• **DESCRIPTION OF THE TASK**:
How many lines in the records below contain the word "impl"? State that number and nothing more.
===== SOURCE DATA
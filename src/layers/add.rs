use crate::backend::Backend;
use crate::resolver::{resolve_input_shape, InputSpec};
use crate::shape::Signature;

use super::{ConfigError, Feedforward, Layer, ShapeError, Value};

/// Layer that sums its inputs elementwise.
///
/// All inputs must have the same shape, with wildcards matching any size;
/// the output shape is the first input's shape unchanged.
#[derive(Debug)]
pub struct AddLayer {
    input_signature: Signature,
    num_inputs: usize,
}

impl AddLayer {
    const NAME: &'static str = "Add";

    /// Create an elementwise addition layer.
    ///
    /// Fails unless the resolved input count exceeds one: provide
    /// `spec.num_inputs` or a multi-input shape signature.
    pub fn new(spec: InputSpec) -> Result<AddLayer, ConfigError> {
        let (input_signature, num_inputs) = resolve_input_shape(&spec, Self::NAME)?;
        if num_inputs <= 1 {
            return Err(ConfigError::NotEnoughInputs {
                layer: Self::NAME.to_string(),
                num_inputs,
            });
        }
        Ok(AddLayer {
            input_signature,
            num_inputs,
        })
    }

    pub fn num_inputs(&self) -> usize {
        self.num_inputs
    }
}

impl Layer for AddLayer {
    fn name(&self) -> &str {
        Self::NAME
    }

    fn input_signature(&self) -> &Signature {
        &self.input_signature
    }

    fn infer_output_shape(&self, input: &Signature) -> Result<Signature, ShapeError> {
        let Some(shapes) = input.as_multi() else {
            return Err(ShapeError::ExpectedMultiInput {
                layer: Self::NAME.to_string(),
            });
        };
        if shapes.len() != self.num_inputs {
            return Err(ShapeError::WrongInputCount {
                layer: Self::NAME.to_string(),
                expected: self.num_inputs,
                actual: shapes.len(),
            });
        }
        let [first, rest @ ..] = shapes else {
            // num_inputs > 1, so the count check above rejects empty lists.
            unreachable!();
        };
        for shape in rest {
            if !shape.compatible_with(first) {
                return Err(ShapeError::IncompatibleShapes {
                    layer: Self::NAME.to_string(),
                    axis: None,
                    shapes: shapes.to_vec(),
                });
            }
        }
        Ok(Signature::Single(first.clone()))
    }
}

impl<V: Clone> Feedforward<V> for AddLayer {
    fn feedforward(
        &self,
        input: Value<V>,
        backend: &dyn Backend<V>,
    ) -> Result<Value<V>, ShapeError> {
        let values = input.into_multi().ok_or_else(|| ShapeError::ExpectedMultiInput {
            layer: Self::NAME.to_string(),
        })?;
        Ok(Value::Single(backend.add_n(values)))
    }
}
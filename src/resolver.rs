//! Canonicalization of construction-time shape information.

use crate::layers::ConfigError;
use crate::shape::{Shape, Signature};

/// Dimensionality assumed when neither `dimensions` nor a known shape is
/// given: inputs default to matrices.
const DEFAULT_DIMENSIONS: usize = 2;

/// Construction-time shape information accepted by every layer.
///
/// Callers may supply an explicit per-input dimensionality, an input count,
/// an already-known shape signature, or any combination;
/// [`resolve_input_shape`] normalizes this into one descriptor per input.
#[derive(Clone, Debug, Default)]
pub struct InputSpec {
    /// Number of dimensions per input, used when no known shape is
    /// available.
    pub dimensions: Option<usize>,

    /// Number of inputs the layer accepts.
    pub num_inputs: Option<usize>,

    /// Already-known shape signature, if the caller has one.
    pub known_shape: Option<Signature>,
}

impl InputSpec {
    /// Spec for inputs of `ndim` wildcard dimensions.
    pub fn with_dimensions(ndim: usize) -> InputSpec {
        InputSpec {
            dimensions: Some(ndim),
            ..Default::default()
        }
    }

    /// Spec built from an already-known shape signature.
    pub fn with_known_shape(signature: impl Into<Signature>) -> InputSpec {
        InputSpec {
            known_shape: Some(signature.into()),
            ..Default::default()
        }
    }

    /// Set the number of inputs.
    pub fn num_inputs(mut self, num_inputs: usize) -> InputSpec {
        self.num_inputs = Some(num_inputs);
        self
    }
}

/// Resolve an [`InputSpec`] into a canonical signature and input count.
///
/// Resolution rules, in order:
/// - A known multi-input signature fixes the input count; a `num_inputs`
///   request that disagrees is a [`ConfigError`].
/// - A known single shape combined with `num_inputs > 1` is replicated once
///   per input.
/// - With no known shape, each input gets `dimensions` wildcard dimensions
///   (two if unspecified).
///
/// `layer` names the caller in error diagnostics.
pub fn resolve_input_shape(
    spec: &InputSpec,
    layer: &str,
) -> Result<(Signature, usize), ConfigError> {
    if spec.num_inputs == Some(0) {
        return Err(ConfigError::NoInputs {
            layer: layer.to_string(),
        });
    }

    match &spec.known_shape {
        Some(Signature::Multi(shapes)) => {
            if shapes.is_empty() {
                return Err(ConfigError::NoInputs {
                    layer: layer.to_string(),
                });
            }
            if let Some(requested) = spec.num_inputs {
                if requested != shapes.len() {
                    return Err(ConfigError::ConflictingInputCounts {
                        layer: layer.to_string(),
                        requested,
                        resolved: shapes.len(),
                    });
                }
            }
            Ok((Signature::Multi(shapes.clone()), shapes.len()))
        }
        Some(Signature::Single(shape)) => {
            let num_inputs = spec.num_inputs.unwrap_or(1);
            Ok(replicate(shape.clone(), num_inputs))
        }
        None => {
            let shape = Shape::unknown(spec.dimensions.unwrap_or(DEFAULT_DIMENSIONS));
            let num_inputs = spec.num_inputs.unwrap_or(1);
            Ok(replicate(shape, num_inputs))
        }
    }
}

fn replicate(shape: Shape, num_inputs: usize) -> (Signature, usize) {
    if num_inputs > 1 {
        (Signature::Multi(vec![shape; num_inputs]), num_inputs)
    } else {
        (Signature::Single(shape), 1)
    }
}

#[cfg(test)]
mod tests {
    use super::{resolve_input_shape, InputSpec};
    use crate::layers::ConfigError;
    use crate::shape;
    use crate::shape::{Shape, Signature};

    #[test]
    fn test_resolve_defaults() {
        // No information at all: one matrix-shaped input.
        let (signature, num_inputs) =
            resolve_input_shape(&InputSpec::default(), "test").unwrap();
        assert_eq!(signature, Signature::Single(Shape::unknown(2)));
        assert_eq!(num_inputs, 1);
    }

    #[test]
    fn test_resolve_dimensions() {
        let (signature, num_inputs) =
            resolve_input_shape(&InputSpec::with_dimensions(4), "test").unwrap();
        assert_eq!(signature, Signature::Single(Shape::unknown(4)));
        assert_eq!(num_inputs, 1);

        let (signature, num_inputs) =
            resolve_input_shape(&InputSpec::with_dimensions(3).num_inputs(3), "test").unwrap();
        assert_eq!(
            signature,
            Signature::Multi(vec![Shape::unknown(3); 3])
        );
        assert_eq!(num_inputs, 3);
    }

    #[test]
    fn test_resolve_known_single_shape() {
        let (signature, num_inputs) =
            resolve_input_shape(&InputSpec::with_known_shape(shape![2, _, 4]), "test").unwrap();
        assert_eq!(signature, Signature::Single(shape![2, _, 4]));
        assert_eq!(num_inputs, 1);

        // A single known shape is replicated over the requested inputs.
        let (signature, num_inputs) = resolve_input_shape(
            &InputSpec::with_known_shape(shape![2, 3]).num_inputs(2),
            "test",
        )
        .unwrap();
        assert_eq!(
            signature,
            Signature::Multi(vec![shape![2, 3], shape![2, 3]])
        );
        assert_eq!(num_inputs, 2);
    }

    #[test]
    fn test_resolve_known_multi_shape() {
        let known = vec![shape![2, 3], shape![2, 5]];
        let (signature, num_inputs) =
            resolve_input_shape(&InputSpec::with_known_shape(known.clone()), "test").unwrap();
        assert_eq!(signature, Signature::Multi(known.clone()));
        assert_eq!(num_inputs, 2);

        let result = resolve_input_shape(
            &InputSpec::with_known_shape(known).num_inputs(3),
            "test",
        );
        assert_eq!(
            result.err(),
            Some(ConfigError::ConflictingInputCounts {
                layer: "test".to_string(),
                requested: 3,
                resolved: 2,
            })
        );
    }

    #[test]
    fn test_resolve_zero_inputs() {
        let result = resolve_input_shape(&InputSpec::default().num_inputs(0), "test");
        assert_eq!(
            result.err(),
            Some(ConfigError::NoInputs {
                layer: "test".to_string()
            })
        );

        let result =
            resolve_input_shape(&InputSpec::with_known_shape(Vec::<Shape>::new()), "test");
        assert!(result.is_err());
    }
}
==========
===== SOURCE DATA
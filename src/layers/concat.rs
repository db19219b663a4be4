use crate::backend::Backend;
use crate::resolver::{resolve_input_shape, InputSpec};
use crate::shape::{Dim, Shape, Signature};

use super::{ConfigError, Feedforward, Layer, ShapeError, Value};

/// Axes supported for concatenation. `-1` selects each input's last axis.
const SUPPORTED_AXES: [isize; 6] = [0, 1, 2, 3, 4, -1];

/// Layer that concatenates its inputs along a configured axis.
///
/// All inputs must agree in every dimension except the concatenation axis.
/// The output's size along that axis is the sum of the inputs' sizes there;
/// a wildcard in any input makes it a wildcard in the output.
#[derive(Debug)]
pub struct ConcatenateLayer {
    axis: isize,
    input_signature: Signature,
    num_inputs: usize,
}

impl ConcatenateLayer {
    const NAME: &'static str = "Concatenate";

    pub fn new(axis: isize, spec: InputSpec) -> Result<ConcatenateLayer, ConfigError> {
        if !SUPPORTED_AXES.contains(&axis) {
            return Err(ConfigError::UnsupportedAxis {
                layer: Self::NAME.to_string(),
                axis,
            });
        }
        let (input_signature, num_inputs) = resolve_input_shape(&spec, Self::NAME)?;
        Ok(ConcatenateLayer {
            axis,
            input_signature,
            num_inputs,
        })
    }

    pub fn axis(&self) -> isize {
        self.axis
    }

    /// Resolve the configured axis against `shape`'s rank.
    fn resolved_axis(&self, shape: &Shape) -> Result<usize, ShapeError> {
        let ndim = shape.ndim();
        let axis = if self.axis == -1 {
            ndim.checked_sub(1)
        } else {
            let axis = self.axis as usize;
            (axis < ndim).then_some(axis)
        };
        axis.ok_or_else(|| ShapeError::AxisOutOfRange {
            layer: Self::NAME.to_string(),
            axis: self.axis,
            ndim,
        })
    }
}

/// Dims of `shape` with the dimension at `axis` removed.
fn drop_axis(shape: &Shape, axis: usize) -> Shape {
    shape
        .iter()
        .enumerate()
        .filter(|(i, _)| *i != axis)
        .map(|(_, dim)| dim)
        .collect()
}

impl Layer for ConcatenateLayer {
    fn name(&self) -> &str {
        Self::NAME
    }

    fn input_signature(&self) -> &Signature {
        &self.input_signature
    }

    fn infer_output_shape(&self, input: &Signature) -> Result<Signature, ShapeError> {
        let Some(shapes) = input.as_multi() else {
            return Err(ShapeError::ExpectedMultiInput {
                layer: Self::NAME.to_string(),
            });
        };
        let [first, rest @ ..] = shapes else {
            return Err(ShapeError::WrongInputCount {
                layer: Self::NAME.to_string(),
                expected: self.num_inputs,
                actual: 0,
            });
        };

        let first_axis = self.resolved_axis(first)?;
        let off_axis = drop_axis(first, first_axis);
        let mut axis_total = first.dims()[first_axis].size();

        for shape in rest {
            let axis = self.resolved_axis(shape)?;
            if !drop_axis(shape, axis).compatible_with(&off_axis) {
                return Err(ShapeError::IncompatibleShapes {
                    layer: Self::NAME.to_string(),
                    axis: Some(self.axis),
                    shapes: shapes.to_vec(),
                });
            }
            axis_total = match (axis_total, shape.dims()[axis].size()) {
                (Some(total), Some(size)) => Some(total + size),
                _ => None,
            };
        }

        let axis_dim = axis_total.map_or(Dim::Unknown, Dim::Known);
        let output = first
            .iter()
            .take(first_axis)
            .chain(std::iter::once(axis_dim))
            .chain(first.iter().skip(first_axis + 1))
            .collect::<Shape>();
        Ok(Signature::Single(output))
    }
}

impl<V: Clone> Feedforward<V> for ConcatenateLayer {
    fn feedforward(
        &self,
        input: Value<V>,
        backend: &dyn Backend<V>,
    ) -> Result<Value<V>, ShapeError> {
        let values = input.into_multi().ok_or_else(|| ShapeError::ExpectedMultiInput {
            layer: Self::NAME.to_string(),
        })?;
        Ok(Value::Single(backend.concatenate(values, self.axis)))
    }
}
==========
• **OUTPUT**:
8